***** INPUT FOR THIS TASK

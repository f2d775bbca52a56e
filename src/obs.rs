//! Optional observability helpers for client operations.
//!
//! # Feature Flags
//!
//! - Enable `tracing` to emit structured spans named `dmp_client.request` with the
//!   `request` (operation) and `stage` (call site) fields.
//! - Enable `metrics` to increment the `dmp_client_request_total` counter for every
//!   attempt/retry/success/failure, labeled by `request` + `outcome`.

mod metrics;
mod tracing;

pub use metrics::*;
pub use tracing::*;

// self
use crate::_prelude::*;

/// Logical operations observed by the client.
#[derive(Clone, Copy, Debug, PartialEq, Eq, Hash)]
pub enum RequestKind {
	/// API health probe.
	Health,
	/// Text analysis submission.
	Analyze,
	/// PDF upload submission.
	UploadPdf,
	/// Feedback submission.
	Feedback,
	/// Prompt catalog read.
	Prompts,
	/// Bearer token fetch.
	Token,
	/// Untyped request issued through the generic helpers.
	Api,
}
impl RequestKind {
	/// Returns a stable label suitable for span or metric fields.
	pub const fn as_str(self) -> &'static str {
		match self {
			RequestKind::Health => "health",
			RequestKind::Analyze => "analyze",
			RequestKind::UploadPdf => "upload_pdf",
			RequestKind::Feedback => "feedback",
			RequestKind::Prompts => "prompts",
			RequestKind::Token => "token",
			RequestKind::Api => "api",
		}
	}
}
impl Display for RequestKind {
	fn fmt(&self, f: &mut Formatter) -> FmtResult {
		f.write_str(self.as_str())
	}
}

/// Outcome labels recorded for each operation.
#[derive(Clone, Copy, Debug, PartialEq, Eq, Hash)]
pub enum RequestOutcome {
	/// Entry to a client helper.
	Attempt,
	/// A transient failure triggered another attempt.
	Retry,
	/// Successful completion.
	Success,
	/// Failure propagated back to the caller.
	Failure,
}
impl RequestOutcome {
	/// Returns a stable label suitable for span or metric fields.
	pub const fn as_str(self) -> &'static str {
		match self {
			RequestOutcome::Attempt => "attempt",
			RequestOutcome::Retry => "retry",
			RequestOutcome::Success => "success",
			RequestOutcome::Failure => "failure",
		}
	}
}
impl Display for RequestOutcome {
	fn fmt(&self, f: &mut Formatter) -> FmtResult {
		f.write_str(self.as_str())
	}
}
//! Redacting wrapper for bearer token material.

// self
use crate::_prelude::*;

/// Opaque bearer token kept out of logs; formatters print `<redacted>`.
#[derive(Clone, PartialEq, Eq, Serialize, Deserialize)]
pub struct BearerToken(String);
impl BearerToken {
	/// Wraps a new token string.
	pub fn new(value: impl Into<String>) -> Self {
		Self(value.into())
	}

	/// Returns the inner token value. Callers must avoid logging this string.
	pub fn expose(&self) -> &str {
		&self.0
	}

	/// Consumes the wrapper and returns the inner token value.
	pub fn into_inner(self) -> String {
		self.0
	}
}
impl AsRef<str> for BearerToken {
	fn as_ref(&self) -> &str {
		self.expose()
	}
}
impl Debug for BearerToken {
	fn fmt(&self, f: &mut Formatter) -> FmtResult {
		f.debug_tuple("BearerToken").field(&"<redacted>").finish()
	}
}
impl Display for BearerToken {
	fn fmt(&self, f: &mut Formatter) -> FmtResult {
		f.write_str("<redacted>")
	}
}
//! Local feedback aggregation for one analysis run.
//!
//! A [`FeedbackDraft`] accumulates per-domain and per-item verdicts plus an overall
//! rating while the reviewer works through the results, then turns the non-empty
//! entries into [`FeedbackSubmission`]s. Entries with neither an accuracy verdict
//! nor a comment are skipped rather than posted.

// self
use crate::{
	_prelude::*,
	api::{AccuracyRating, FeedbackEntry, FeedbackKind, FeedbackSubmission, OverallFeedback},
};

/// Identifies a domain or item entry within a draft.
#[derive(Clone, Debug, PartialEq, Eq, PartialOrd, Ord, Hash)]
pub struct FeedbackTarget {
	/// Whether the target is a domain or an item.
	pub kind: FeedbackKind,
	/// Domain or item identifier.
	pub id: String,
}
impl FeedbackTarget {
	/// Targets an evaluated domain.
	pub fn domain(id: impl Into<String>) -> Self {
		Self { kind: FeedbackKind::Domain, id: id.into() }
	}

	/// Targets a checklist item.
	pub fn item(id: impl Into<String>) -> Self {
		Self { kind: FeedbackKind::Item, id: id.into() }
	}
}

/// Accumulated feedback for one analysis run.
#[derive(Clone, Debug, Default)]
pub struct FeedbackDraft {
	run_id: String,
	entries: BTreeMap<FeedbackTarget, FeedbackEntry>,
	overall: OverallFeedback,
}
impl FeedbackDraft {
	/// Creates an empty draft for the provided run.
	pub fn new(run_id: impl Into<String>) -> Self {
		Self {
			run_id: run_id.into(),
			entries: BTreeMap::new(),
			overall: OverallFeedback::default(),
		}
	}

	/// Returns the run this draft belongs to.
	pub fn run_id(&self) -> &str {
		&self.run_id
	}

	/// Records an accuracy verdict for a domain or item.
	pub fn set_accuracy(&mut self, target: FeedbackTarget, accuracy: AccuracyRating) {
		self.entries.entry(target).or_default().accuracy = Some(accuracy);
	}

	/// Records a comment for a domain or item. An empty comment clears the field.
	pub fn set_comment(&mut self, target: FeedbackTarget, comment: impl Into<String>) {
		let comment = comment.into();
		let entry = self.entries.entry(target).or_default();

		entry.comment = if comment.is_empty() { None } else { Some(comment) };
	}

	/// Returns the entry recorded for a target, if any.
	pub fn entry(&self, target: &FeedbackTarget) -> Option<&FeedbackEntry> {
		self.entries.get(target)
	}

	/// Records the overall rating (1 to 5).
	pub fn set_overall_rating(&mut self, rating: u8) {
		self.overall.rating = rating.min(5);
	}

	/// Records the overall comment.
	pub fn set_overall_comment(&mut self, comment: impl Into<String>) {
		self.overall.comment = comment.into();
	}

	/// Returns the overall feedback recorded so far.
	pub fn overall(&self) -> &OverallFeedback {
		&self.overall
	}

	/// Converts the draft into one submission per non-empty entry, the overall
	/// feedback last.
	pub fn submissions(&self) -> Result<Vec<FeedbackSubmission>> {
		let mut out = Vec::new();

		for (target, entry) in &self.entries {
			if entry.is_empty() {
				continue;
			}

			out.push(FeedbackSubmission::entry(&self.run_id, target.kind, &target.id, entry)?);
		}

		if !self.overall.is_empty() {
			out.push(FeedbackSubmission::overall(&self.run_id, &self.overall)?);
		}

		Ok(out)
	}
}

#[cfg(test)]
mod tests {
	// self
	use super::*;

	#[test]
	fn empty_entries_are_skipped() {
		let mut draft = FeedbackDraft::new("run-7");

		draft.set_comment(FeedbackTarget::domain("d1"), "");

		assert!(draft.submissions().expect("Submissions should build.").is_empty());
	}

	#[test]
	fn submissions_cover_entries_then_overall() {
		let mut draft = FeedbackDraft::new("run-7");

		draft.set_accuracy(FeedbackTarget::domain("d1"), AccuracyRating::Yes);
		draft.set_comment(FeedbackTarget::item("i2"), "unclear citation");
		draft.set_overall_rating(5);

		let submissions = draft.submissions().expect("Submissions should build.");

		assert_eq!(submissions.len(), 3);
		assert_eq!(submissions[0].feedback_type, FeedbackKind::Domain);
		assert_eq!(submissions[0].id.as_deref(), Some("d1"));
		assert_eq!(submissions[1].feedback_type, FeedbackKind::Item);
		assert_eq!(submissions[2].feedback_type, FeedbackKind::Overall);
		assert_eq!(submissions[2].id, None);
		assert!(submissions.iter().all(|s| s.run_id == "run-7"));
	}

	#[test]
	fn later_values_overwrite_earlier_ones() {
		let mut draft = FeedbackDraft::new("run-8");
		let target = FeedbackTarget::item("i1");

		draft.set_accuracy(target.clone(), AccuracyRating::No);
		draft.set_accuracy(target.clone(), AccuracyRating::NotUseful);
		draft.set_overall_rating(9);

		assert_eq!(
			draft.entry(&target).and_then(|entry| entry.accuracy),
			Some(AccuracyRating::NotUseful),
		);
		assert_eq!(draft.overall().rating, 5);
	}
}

**********

> [ABOUT THIS EXERCISE]
Say how many lines in the records hold the string "tracing", and say nothing else.

> [EXERCISE SOLUTION]
3